Die besten Lehrer sind Bücher, Hobbys und Enkelkinder
Für gesundes lebenslanges Lernen empfiehlt Beck drei Dinge: Bücher, Hobbys und Enke lkinder. „Die cleversten Menschen lesen selbst sehr viele Bücher“, sagt er. „Die Langsamkeit , die aufkommt, wenn man sich in ein Buch vertieft, ist sehr hilfreich.“ Wenn wir Bücher lesen, können wir uns tief in Themen eindenken und einfühlen. So lassen sich Informationen wunderbar verdauen und können nachhaltig gespeichert werden.

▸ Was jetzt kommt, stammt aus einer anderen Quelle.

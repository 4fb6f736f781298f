//! In-process admission counters.

use serde::Serialize;
use std::sync::atomic::{AtomicU64, Ordering};

/// Counters shared by the rate limiter, the circuit breaker and the pipeline.
#[derive(Debug, Default)]
pub struct AdmissionMetrics {
    rate_limit_allowed: AtomicU64,
    rate_limit_denied: AtomicU64,
    circuit_rejected: AtomicU64,
    stale_reports: AtomicU64,
    store_failures: AtomicU64,
    degraded_decisions: AtomicU64,
    state_transitions: AtomicU64,
}

/// Point-in-time copy of [`AdmissionMetrics`].
#[derive(Debug, Clone, Copy, PartialEq, Eq, Default, Serialize)]
pub struct MetricsSnapshot {
    pub rate_limit_allowed: u64,
    pub rate_limit_denied: u64,
    pub circuit_rejected: u64,
    pub stale_reports: u64,
    pub store_failures: u64,
    pub degraded_decisions: u64,
    pub state_transitions: u64,
}

impl AdmissionMetrics {
    pub fn new() -> Self {
        Self::default()
    }

    pub(crate) fn record_rate_limit(&self, allowed: bool) {
        let counter = if allowed {
            &self.rate_limit_allowed
        } else {
            &self.rate_limit_denied
        };
        counter.fetch_add(1, Ordering::Relaxed);
    }

    pub(crate) fn record_circuit_rejected(&self) {
        self.circuit_rejected.fetch_add(1, Ordering::Relaxed);
    }

    pub(crate) fn record_stale_report(&self) {
        self.stale_reports.fetch_add(1, Ordering::Relaxed);
    }

    pub(crate) fn record_store_failure(&self) {
        self.store_failures.fetch_add(1, Ordering::Relaxed);
    }

    /// An admission decision was made without the store.
    pub(crate) fn record_degraded(&self) {
        self.degraded_decisions.fetch_add(1, Ordering::Relaxed);
    }

    pub(crate) fn record_transition(&self) {
        self.state_transitions.fetch_add(1, Ordering::Relaxed);
    }

    pub fn snapshot(&self) -> MetricsSnapshot {
        MetricsSnapshot {
            rate_limit_allowed: self.rate_limit_allowed.load(Ordering::Relaxed),
            rate_limit_denied: self.rate_limit_denied.load(Ordering::Relaxed),
            circuit_rejected: self.circuit_rejected.load(Ordering::Relaxed),
            stale_reports: self.stale_reports.load(Ordering::Relaxed),
            store_failures: self.store_failures.load(Ordering::Relaxed),
            degraded_decisions: self.degraded_decisions.load(Ordering::Relaxed),
            state_transitions: self.state_transitions.load(Ordering::Relaxed),
        }
    }
}

#[cfg(test)]
mod tests {
    use super::*;

    #[test]
    fn test_snapshot_reflects_counters() {
        let metrics = AdmissionMetrics::new();
        metrics.record_rate_limit(true);
        metrics.record_rate_limit(true);
        metrics.record_rate_limit(false);
        metrics.record_store_failure();
        metrics.record_store_failure();
        metrics.record_degraded();
        metrics.record_stale_report();

        let snapshot = metrics.snapshot();
        assert_eq!(snapshot.rate_limit_allowed, 2);
        assert_eq!(snapshot.rate_limit_denied, 1);
        assert_eq!(snapshot.store_failures, 2);
        assert_eq!(snapshot.degraded_decisions, 1);
        assert_eq!(snapshot.stale_reports, 1);
        assert_eq!(snapshot.circuit_rejected, 0);
    }

    #[test]
    fn test_snapshot_serializes() {
        let json = serde_json::to_value(MetricsSnapshot::default()).unwrap();
        assert_eq!(json["stale_reports"], 0);
    }
}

Auch Hobbys hält der Neurowissenschaftler für ausgesprochen hilfreich. „Wenn wir uns in Ruhe einer Sache widmen, die wir gern mögen, können sich Informationen und Erfahrungen in uns setzen und gut verarbeitet werden. Die Nervennetzwerke werden so nach und nach aktiviert. In Ruhe, das ist wichtig.“ Ob wir kochen, backen oder im Wald spazieren gehen, Sport treiben, angeln oder Briefmarken sortieren – jede Handlung, die wir mit voller Hingabe tun, ist eine Wohltat für unser geistiges System. Zwischendurch brauchen wir dann neue Impulse und andere Blickwinkel, um unser Gehirn zu aktivieren. „Enkel sind wunderbare Lernbegleiter“, sagt der Fachmann, „und gehen Sie unter Leute, tun Sie das, worauf Sie Lust haben!“ Kinder lehren uns die Neugier, die Hingabe an den Moment und das Staunen über neue Erfahrungen. Aber auch Besuche im Theater, Kino, Gespräche, Ausflüge und Reisen sind gute Impulsgeber. „Jeder Ortswechsel bedeutet einen Wechsel der Perspektive“, sagt Beck. „Und das ist gut für den Verstand. Genauso wie die Bewegung an sich, denn die regt den Stoffwechsel an.“
Wenn wir also geistig fit bleiben wollen, dürfen wir uns neuen Erfahrungen und Erkenntnissen nicht verschließen. Im Gegenteil, wir müssen ihnen Platz in unserem Leben einräumen und auf sie zugehen. „Gutes Lernen ist ein bisschen wie Blumengießen: immer ein bisschen, in Etappen, mit Pausen – so kann alles aufgenommen werden und man kann ein Verständnis für die Dinge entwickeln“, erläutert Dr. Henning Beck. Auch dass Sie sich Zeit genommen haben, diesen Artikel zu lesen, dürfte Ihrem Gehirn gutgetan haben.